Fortsetzung Schlechter
Bevor sich die Autorin der minuziösen Analyse des Nachlasses widmete, ergab sich durch Zufall im Jahr 2007 die Möglichkeit zum Zeitzeugeninterview mit dem bei der "Umsiedlung" jungen Medizinstudenten, aber als "SS-Gebietsarzt" in Albota eingesetzten Helmut Ritter, der wohl der letzte noch lebende Repräsentant der "Übersiedlungsverwaltung" war. Er war bereits 1939/40 bei der "Umsiedlung" von Deutschen in Ostpolen nach der Teilung zwischen Hitler-Deutschland und der Sowjetunion eingesetzt worden. Das Kapitel zu diesem Interview zeigt in den Verschleierungen des Arztes zugleich die Vereinfachungen, Naivitäten und Fehlannahmen jener Erinnerungsroutinen auf, deren Unzulänglichkeiten die Autorin zu ihrer Fragestellung und akribischen Spurensuche veranlassten. Sie selbst muss durch ihre intensive Quellenkritik erkennen, dass das "Zeitzeugen"-Interview nur die Camouflage zu einer Tätigkeit bot, die nahe an der Ermordung von Kranken durch "Euthanasie" angesiedelt sein konnte. Vor allem klären das Interview und archivalische Quellen über die strukturellen und verwaltungstechnischen Aufgaben der Ärzte und des Krankenpersonals bei der Erfassung von Kranken während der "Übersiedlung" auf. Es bietet einen Einblick in die Organisation der SS-Ärzteschaft und führt auf Spuren ihrer möglichen, vertuschten Beteiligung an Euthanasie-Morden. Die ohne dieses Wissen nur flapsig wirkende Formulierung des Arztes von der "Jagd nach Kranken" (105-117) gewinnt im Lichte der herangezogenen Quellen und Forschungsarbeiten ihre womöglich konkrete Bedeutung. Ebenso erhält die propagandistisch gedachte Behauptung, aus Bessarabien seien nur gesunde Volksdeutsche ins Reich gekommen, eine weitere, fatale Bedeutung.
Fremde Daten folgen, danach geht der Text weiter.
impl Tail {
    pub fn is_allocator(&self) -> bool {
        matches!(self, Tail::DataAlloc { .. } | Tail::ClosAlloc { .. })
    }

    /// Whether this tail has no externally visible side effect.
    pub fn has_no_effect(&self) -> bool {
        match self {
            Tail::Return(_) | Tail::Sel { .. } => true,
            Tail::PrimCall { prim, .. } => prim.is_pure(),
            t => t.is_allocator(),
        }
    }

    /// Whether the result of a previous use of the same tail can be reused
    /// instead of repeating it. Only allocators qualify.
    pub fn is_repeatable(&self) -> bool {
        self.is_allocator()
    }

    pub fn is_pure(&self) -> bool {
        self.is_allocator()
    }

    /// The argument atoms of this tail, in order.
    pub fn atoms(&self) -> Vec<Atom> {
        match self {
            Tail::Return(atoms) => atoms.clone(),
            Tail::Enter { f, args } => {
                let mut v = vec![f.clone()];
                v.extend(args.iter().cloned());
                v
            }
            Tail::BlockCall(bc) => bc.args.clone(),
            Tail::PrimCall { args, .. } => args.clone(),
            Tail::Sel { from, .. } => vec![from.clone()],
            Tail::DataAlloc { args, .. } => args.clone(),
            Tail::ClosAlloc { args, .. } => args.clone(),
        }
    }

    /// Test for a free occurrence of a particular temporary.
    pub fn contains(&self, w: &Temp) -> bool {
        self.atoms().iter().any(|a| matches!(a, Atom::Var(t) if t == w))
    }

    pub fn contains_any(&self, ws: &[Temp]) -> bool {
        self.atoms()
            .iter()
            .any(|a| matches!(a, Atom::Var(t) if t.is_in(ws)))
    }

    /// Add every temporary mentioned by this tail to the list.
    pub fn add_vars(&self, vs: &mut Vec<Temp>) {
        for a in self.atoms() {
            a.add_vars(vs);
        }
    }

    /// Back-flow liveness: the variables this tail needs live.
    pub fn liveness(&self, vs: &mut Vec<Temp>) {
        self.add_vars(vs);
    }

    /// The variables used by this tail. Arguments of block calls and
    /// closure allocations only count when the callee's used-argument
    /// bitmap marks their position; every other call form uses all of its
    /// arguments.
    pub fn used_vars(&self, prog: &Program, vs: &mut Vec<Temp>) {
        match self {
            Tail::BlockCall(bc) => bc.used_vars(prog, vs),
            Tail::ClosAlloc { closure, args } => {
                prog.closure(*closure).used_vars_of_call(args, vs)
            }
            _ => self.add_vars(vs),
        }
    }

    pub fn apply(&self, s: &TempSubst) -> Tail {
        if s.is_empty() {
            return self.clone();
        }
        match self {
            Tail::Return(atoms) => Tail::Return(Atom::apply_all(atoms, s)),
            Tail::Enter { f, args } => {
                Tail::Enter { f: f.apply(s), args: Atom::apply_all(args, s) }
            }
            Tail::BlockCall(bc) => Tail::BlockCall(bc.apply(s)),
            Tail::PrimCall { prim, args } => {
                Tail::PrimCall { prim: prim.clone(), args: Atom::apply_all(args, s) }
            }
            Tail::Sel { cfun, index, from } => {
                Tail::Sel { cfun: cfun.clone(), index: *index, from: from.apply(s) }
            }
            Tail::DataAlloc { cfun, args } => {
                Tail::DataAlloc { cfun: cfun.clone(), args: Atom::apply_all(args, s) }
            }
            Tail::ClosAlloc { closure, args } => {
                Tail::ClosAlloc { closure: *closure, args: Atom::apply_all(args, s) }
            }
        }
    }

    /// Add the definitions this tail mentions to a dependency list.
    pub fn dependencies(&self, ds: &mut Vec<DefnRef>) {
        fn atom_deps(a: &Atom, ds: &mut Vec<DefnRef>) {
            if let Atom::Top(top) = a {
                let d = match top {
                    crate::atom::Top::Def { top, .. } => DefnRef::Top(*top),
                    crate::atom::Top::Ext(e) => DefnRef::Ext(*e),
                };
                if !ds.contains(&d) {
                    ds.push(d);
                }
            }
        }
        match self {
            Tail::BlockCall(bc) => {
                let d = DefnRef::Block(bc.block);
                if !ds.contains(&d) {
                    ds.push(d);
                }
            }
            Tail::ClosAlloc { closure, .. } => {
                let d = DefnRef::Closure(*closure);
                if !ds.contains(&d) {
                    ds.push(d);
                }
            }
            _ => {}
        }
        for a in self.atoms() {
            atom_deps(&a, ds);
        }
    }

    /// Test whether two tails are the same expression.
    pub fn same_tail(&self, other: &Tail) -> bool {
        fn same_atoms(xs: &[Atom], ys: &[Atom]) -> bool {
            xs.len() == ys.len() && xs.iter().zip(ys).all(|(a, b)| a.same_atom(b))
        }
        match (self, other) {
            (Tail::Return(a), Tail::Return(b)) => same_atoms(a, b),
            (Tail::Enter { f: f1, args: a1 }, Tail::Enter { f: f2, args: a2 }) => {
                f1.same_atom(f2) && same_atoms(a1, a2)
            }
            (Tail::BlockCall(b1), Tail::BlockCall(b2)) => b1.same(b2),
            (Tail::PrimCall { prim: p1, args: a1 }, Tail::PrimCall { prim: p2, args: a2 }) => {
                p1 == p2 && same_atoms(a1, a2)
            }
            (
                Tail::Sel { cfun: c1, index: i1, from: f1 },
                Tail::Sel { cfun: c2, index: i2, from: f2 },
            ) => c1 == c2 && i1 == i2 && f1.same_atom(f2),
            (Tail::DataAlloc { cfun: c1, args: a1 }, Tail::DataAlloc { cfun: c2, args: a2 }) => {
                c1 == c2 && same_atoms(a1, a2)
            }
            (
                Tail::ClosAlloc { closure: k1, args: a1 },
                Tail::ClosAlloc { closure: k2, args: a2 },
            ) => k1 == k2 && same_atoms(a1, a2),
            _ => false,
        }
    }

    /// An integer summary with the property that alpha equivalent tails
    /// have the same summary value.
    pub fn summary(&self) -> i64 {
        fn fold(base: i64, atoms: &[Atom]) -> i64 {
            atoms
                .iter()
                .fold(base, |s, a| s.wrapping_mul(33).wrapping_add(a.summary()))
        }
        match self {
            Tail::Return(atoms) => fold(1, atoms),
            Tail::Enter { f, args } => fold(fold(2, std::slice::from_ref(f)), args),
            Tail::BlockCall(bc) => bc.summary(),
            Tail::PrimCall { prim, args } => {
                fold(5 + 13 * (Rc::as_ptr(&prim.0) as usize as i64 >> 4), args)
            }
            Tail::Sel { cfun, index, from } => {
                fold(7 + 13 * cfun.tag() as i64 + 31 * *index as i64, std::slice::from_ref(from))
            }
            Tail::DataAlloc { cfun, args } => fold(11 + 13 * cfun.tag() as i64, args),
            Tail::ClosAlloc { closure, args } => {
                fold(13 + 13 * u32::from(closure.into_raw()) as i64, args)
            }
        }
    }

    /// Test two tails for alpha equivalence under the given environments.
    pub fn alpha_tail(&self, env: &[Temp], other: &Tail, oenv: &[Temp]) -> bool {
        match (self, other) {
            (Tail::Return(a), Tail::Return(b)) => Atom::alpha_atoms(a, env, b, oenv),
            (Tail::Enter { f: f1, args: a1 }, Tail::Enter { f: f2, args: a2 }) => {
                f1.alpha_atom(env, f2, oenv) && Atom::alpha_atoms(a1, env, a2, oenv)
            }
            (Tail::BlockCall(b1), Tail::BlockCall(b2)) => b1.alpha(env, b2, oenv),
            (Tail::PrimCall { prim: p1, args: a1 }, Tail::PrimCall { prim: p2, args: a2 }) => {
                p1 == p2 && Atom::alpha_atoms(a1, env, a2, oenv)
            }
            (
                Tail::Sel { cfun: c1, index: i1, from: f1 },
                Tail::Sel { cfun: c2, index: i2, from: f2 },
            ) => c1 == c2 && i1 == i2 && f1.alpha_atom(env, f2, oenv),
            (Tail::DataAlloc { cfun: c1, args: a1 }, Tail::DataAlloc { cfun: c2, args: a2 }) => {
                c1 == c2 && Atom::alpha_atoms(a1, env, a2, oenv)
            }
            (
                Tail::ClosAlloc { closure: k1, args: a1 },
                Tail::ClosAlloc { closure: k2, args: a2 },
            ) => k1 == k2 && Atom::alpha_atoms(a1, env, a2, oenv),
            _ => false,
        }
    }

    pub fn as_block_call(&self) -> Option<&BlockCall> {
        match self {
            Tail::BlockCall(bc) => Some(bc),
            _ => None,
        }
    }

    /// The closure allocation behind this tail, if it is one.
    pub fn look_for_clos_alloc(&self) -> Option<(ClosureId, &[Atom])> {
        match self {
            Tail::ClosAlloc { closure, args } => Some((*closure, args)),
            _ => None,
        }
    }

    /// The data allocation behind this tail, if it is one.
    pub fn look_for_data_alloc(&self) -> Option<(&Cfun, &[Atom])> {
        match self {
            Tail::DataAlloc { cfun, args } => Some((cfun, args)),
            _ => None,
        }
    }

    /// The atoms returned by this tail, when it is a plain return.
    pub fn returns_atoms(&self) -> Option<&[Atom]> {
        match self {
            Tail::Return(atoms) => Some(atoms),
            _ => None,
        }
    }

    /// Test for `return vs` with exactly the given temporaries. A wildcard
    /// return also matches, since the caller ignores the result.
    pub fn is_return_of(&self, vs: &[Temp]) -> bool {
        match self {
            Tail::Return(atoms) => {
                atoms.len() == vs.len()
                    && atoms.iter().zip(vs).all(|(a, v)| match a {
                        Atom::Var(t) => t == v || !t.is_live(),
                        _ => false,
                    })
            }
            _ => false,
        }
    }

    /// Eliminate a newtype constructor or selector by returning the
    /// wrapped value directly.
    pub fn remove_newtype_cfun(self) -> Tail {
        match &self {
            Tail::DataAlloc { cfun, args } if cfun.is_newtype() && args.len() == 1 => {
                Tail::Return(vec![args[0].clone()])
            }
            Tail::Sel { cfun, index, from } if cfun.is_newtype() && *index == 0 => {
                Tail::Return(vec![from.clone()])
            }
            _ => self,
        }
    }
}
Aus einem Bericht des Arztes, der in bearbeiteter Form auch seinerzeit in einer NS-Schrift über die "Umsiedlung" veröffentlicht worden war, folgert die Autorin, "dass die Aufgabe des Gebietsarztes nicht nur war, die Hilfsbedürftigen gesund über die Grenze [nach Rumänien] zu bringen, sondern dass vor allem deren bürokratische Erfassung im Vordergrund stand." (115) Mit Euthanasie will der Arzt aber nichts zu tun gehabt, sondern von dieser erst sehr viel später gehört haben. In den Schilderungen wird allerdings deutlich, dass die Familien bemüht waren, ihre kranken Kinder bei sich zu behalten und nicht der Behandlung durch die SS-Organisation oder den NS-Schwestern zu überlassen.
Kapitel II des Bandes (131-379) ist der NS-Schwesteroberin Dorothee Rakow und den in ihrem überlieferten Nachlass befindlichen Quellendokumenten gewidmet, deren Weg bis zur Übergabe an die Autorin durch die von schweren Zweifeln an den Aussagen ihrer Mutter zu ihrer Tätigkeit als NS-Schwester belasteten Tochter minuziös dargestellt wird und der individuell-persönlichen Objektivierung als Herangehensweise entspricht. Die Tochter hatte sich jahrelang um wissenschaftliches Interesse und eine Bearbeitung des einzigartigen Nachlasses bemüht und selbst ihre Fragen und Zweifel ausformuliert.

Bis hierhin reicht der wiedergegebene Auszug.